Stored data entries:

+-------+

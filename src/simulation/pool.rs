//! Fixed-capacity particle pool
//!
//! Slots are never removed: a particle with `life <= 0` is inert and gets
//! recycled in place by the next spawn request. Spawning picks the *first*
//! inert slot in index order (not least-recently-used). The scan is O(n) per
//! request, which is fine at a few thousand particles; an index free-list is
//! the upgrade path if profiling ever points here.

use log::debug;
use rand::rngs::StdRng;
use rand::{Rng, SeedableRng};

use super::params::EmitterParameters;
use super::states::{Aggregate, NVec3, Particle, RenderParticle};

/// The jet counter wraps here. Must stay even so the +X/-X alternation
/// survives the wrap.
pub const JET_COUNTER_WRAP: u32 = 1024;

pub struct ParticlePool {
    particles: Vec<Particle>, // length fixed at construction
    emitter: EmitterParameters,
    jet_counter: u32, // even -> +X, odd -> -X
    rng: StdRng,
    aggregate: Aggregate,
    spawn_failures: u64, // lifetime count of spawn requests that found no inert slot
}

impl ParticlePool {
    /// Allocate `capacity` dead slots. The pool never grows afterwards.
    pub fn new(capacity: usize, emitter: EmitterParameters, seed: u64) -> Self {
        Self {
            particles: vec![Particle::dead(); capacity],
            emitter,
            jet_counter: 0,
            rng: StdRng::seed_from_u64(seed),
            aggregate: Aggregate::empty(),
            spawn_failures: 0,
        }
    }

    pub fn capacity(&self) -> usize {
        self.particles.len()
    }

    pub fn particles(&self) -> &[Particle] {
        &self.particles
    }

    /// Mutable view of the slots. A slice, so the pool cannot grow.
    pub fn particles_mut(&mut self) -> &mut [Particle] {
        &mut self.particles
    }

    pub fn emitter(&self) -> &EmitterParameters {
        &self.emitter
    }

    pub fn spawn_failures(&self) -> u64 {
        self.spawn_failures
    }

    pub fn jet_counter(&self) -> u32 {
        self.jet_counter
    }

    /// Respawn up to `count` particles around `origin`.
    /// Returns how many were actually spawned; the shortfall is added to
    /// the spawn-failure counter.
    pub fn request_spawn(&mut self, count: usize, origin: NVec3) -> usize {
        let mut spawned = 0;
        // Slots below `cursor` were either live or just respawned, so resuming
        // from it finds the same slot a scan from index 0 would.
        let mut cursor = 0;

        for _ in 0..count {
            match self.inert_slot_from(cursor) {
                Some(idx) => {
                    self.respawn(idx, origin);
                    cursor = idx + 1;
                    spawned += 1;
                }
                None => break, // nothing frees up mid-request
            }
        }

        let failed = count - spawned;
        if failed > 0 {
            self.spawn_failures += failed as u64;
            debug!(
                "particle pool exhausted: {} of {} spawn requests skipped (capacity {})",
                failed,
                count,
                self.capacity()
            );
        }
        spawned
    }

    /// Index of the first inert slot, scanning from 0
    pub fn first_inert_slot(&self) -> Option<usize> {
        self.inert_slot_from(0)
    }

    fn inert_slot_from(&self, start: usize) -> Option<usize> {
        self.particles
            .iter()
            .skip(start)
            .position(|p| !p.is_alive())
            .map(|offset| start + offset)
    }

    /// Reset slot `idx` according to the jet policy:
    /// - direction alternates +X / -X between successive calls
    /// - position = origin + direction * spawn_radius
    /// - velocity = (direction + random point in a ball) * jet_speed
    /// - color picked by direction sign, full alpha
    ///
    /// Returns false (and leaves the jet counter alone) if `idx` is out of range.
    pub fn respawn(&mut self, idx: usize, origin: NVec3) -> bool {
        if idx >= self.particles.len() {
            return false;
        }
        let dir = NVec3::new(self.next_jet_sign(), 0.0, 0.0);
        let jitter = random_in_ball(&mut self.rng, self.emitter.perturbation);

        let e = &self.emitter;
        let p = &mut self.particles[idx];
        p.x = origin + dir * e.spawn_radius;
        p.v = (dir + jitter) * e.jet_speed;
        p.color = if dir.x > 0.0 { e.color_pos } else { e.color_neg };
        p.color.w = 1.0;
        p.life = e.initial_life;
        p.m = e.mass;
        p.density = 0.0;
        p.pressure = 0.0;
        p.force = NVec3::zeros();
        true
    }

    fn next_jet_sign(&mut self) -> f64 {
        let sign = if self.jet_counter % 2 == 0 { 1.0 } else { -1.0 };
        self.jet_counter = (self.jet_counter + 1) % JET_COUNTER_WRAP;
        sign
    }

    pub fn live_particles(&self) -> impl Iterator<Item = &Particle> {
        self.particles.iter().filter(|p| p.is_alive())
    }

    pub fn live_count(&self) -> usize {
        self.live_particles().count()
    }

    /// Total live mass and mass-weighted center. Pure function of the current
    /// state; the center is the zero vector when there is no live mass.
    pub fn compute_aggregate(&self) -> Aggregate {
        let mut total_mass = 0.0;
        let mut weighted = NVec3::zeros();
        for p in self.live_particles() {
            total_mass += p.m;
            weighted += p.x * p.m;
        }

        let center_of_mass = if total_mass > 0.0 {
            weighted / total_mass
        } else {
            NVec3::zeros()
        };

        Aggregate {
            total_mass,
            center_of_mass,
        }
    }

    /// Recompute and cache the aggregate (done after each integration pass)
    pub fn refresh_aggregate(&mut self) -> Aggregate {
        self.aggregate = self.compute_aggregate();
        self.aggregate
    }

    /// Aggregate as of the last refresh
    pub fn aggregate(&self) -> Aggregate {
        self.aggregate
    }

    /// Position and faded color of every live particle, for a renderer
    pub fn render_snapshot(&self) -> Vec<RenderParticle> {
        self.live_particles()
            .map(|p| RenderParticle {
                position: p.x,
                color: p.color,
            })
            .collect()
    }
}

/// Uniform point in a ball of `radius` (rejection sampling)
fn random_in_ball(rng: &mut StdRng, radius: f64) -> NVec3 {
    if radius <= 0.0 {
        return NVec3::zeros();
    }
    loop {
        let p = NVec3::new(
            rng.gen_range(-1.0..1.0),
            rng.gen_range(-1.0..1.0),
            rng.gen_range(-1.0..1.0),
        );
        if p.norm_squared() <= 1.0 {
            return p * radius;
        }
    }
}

+-------+

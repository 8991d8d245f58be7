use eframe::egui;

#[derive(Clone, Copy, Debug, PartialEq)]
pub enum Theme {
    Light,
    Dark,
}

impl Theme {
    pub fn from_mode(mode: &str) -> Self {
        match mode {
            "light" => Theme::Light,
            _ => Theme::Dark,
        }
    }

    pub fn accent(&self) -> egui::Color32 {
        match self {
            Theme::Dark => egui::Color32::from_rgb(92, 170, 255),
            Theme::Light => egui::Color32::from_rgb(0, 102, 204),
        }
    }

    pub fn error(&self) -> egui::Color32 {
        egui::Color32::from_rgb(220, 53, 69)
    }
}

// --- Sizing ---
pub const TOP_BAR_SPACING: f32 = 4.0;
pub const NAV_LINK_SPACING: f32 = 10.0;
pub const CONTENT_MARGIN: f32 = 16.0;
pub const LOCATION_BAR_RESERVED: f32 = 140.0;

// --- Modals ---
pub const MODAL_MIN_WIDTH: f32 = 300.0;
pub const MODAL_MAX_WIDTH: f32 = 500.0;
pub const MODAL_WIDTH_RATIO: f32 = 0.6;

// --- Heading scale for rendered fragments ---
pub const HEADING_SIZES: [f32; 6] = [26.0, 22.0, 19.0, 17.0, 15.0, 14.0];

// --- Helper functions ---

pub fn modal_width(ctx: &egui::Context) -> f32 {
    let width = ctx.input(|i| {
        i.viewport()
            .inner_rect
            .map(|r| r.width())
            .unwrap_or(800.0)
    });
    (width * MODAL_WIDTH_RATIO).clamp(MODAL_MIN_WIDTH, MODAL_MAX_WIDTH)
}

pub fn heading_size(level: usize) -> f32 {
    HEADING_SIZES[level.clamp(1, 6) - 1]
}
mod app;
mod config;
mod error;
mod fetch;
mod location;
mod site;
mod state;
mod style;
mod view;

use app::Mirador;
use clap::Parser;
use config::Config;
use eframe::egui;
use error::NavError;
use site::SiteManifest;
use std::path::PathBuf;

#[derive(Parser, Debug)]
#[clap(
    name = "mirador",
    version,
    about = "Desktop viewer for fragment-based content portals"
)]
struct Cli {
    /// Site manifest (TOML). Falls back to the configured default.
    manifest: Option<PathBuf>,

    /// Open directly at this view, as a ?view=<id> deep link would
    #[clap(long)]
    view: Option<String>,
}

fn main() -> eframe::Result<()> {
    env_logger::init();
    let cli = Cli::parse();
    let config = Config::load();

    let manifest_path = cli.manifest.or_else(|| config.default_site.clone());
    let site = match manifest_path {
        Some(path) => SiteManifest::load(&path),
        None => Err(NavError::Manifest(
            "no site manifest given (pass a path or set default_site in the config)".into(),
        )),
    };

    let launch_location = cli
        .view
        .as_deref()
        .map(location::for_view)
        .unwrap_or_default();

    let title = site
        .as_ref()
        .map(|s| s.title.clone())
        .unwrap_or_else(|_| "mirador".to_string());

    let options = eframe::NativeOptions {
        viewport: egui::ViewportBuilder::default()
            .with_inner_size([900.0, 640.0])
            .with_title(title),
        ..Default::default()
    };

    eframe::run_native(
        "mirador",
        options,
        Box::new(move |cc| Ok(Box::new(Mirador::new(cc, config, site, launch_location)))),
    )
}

+-------+

WHAT THE TASK ASKS
Please show the lines in the entries above that hold the string "zeros".

SOLUTION FOR THIS TASK
        p.force = NVec3::zeros();
        let mut weighted = NVec3::zeros();
            NVec3::zeros()
        return NVec3::zeros();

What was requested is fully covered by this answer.